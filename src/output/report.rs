use std::fmt::{self, Write};

use crate::classifier::finding::Finding;
use crate::output::NamedOutcome;

/// Build a Markdown report with one section per analyzed query.
pub fn build_report(results: &[NamedOutcome]) -> String {
    let mut report = String::new();
    // Writing into a `String` cannot fail.
    let _ = write_report(&mut report, results);
    report
}

fn write_report(report: &mut String, results: &[NamedOutcome]) -> fmt::Result {
    writeln!(report, "# SQL Misconception Report")?;

    for named in results {
        writeln!(report)?;
        writeln!(report, "## {}", named.name)?;
        writeln!(report)?;

        let outcome = match &named.result {
            Ok(outcome) => outcome,
            Err(error) => {
                writeln!(report, "Analysis failed: {error}")?;
                continue;
            }
        };
        if let Some(parse_error) = &outcome.parse_error {
            writeln!(report, "The query did not parse ({parse_error}); only lexical checks ran.")?;
            writeln!(report)?;
        }

        let findings = &outcome.diagnostics.findings;
        if findings.is_empty() {
            writeln!(report, "No misconceptions found.")?;
        } else {
            writeln!(report, "| ID | Category | Severity | Confidence | Location | Message |")?;
            writeln!(report, "|----|----------|----------|------------|----------|---------|")?;
            for finding in findings {
                writeln!(
                    report,
                    "| {} | {} | {} | {} | {} | {} |",
                    finding.id,
                    finding.category.code(),
                    finding.severity,
                    finding.confidence,
                    finding.location,
                    cell(&message(finding))
                )?;
            }
        }

        let inconclusive = &outcome.diagnostics.inconclusive;
        if !inconclusive.is_empty() {
            writeln!(report)?;
            writeln!(report, "### Inconclusive")?;
            writeln!(report)?;
            for marker in inconclusive {
                writeln!(report, "- {marker}")?;
            }
        }
    }
    Ok(())
}

fn message(finding: &Finding) -> String {
    let mut text = format!("**{}**: {}", finding.title(), finding.message());
    for fact in &finding.evidence {
        write!(text, " ({fact})").ok();
    }
    text
}

fn cell(text: &str) -> String {
    text.replace('|', "\\|").replace('\n', " ")
}

#[cfg(test)]
mod tests {
    use super::*;
    use crate::classifier::finding::{Inconclusive, Location};
    use crate::engine::Outcome;
    use crate::error::AnalysisError;
    use crate::output::aggregator::Diagnostics;

    #[test]
    fn report_lists_findings_failures_and_markers() {
        let results = vec![
            NamedOutcome {
                name: "q1.sql".to_string(),
                result: Ok(Outcome {
                    parse_error: None,
                    diagnostics: Diagnostics {
                        findings: vec![Finding::complication(88, Location::query())
                            .param("expression", "ename LIKE 'A|B'")],
                        inconclusive: vec![Inconclusive {
                            check: "many_duplicates".to_string(),
                            id: Some(49),
                            location: Location::query(),
                            reason: "no sample database configured".to_string(),
                        }],
                    },
                }),
            },
            NamedOutcome {
                name: "q2.sql".to_string(),
                result: Err(AnalysisError::UnsupportedStatement("DELETE".to_string())),
            },
            NamedOutcome {
                name: "q3.sql".to_string(),
                result: Ok(Outcome::default()),
            },
        ];
        let report = build_report(&results);
        assert!(report.starts_with("# SQL Misconception Report\n"));
        assert!(report.contains("| 88 | COM | info | definite | query |"));
        assert!(report.contains("A\\|B"));
        assert!(report.contains("- many_duplicates (query): no sample database configured"));
        assert!(report.contains("Analysis failed: unsupported statement: DELETE"));
        assert!(report.contains("## q3.sql\n\nNo misconceptions found."));
    }
}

------------------------

## [AIM OF THE EXERCISE]
The answer must be the data above, repeated exactly as it stands.

## [EXERCISE RESPONSE]
filename src/output/report.rs
use std::fmt::{self, Write};

use crate::classifier::finding::Finding;
use crate::output::NamedOutcome;

/// Build a Markdown report with one section per analyzed query.
pub fn build_report(results: &[NamedOutcome]) -> String {
    let mut report = String::new();
    // Writing into a `String` cannot fail.
    let _ = write_report(&mut report, results);
    report
}

fn write_report(report: &mut String, results: &[NamedOutcome]) -> fmt::Result {
    writeln!(report, "# SQL Misconception Report")?;

    for named in results {
        writeln!(report)?;
        writeln!(report, "## {}", named.name)?;
        writeln!(report)?;

        let outcome = match &named.result {
            Ok(outcome) => outcome,
            Err(error) => {
                writeln!(report, "Analysis failed: {error}")?;
                continue;
            }
        };
        if let Some(parse_error) = &outcome.parse_error {
            writeln!(report, "The query did not parse ({parse_error}); only lexical checks ran.")?;
            writeln!(report)?;
        }

        let findings = &outcome.diagnostics.findings;
        if findings.is_empty() {
            writeln!(report, "No misconceptions found.")?;
        } else {
            writeln!(report, "| ID | Category | Severity | Confidence | Location | Message |")?;
            writeln!(report, "|----|----------|----------|------------|----------|---------|")?;
            for finding in findings {
                writeln!(
                    report,
                    "| {} | {} | {} | {} | {} | {} |",
                    finding.id,
                    finding.category.code(),
                    finding.severity,
                    finding.confidence,
                    finding.location,
                    cell(&message(finding))
                )?;
            }
        }

        let inconclusive = &outcome.diagnostics.inconclusive;
        if !inconclusive.is_empty() {
            writeln!(report)?;
            writeln!(report, "### Inconclusive")?;
            writeln!(report)?;
            for marker in inconclusive {
                writeln!(report, "- {marker}")?;
            }
        }
    }
    Ok(())
}

fn message(finding: &Finding) -> String {
    let mut text = format!("**{}**: {}", finding.title(), finding.message());
    for fact in &finding.evidence {
        write!(text, " ({fact})").ok();
    }
    text
}

fn cell(text: &str) -> String {
    text.replace('|', "\\|").replace('\n', " ")
}

#[cfg(test)]
mod tests {
    use super::*;
    use crate::classifier::finding::{Inconclusive, Location};
    use crate::engine::Outcome;
    use crate::error::AnalysisError;
    use crate::output::aggregator::Diagnostics;

    #[test]
    fn report_lists_findings_failures_and_markers() {
        let results = vec![
            NamedOutcome {
                name: "q1.sql".to_string(),
                result: Ok(Outcome {
                    parse_error: None,
                    diagnostics: Diagnostics {
                        findings: vec![Finding::complication(88, Location::query())
                            .param("expression", "ename LIKE 'A|B'")],
                        inconclusive: vec![Inconclusive {
                            check: "many_duplicates".to_string(),
                            id: Some(49),
                            location: Location::query(),
                            reason: "no sample database configured".to_string(),
                        }],
                    },
                }),
            },
            NamedOutcome {
                name: "q2.sql".to_string(),
                result: Err(AnalysisError::UnsupportedStatement("DELETE".to_string())),
            },
            NamedOutcome {
                name: "q3.sql".to_string(),
                result: Ok(Outcome::default()),
            },
        ];
        let report = build_report(&results);
        assert!(report.starts_with("# SQL Misconception Report\n"));
        assert!(report.contains("| 88 | COM | info | definite | query |"));
        assert!(report.contains("A\\|B"));
        assert!(report.contains("- many_duplicates (query): no sample database configured"));
        assert!(report.contains("Analysis failed: unsupported statement: DELETE"));
        assert!(report.contains("## q3.sql\n\nNo misconceptions found."));
    }
}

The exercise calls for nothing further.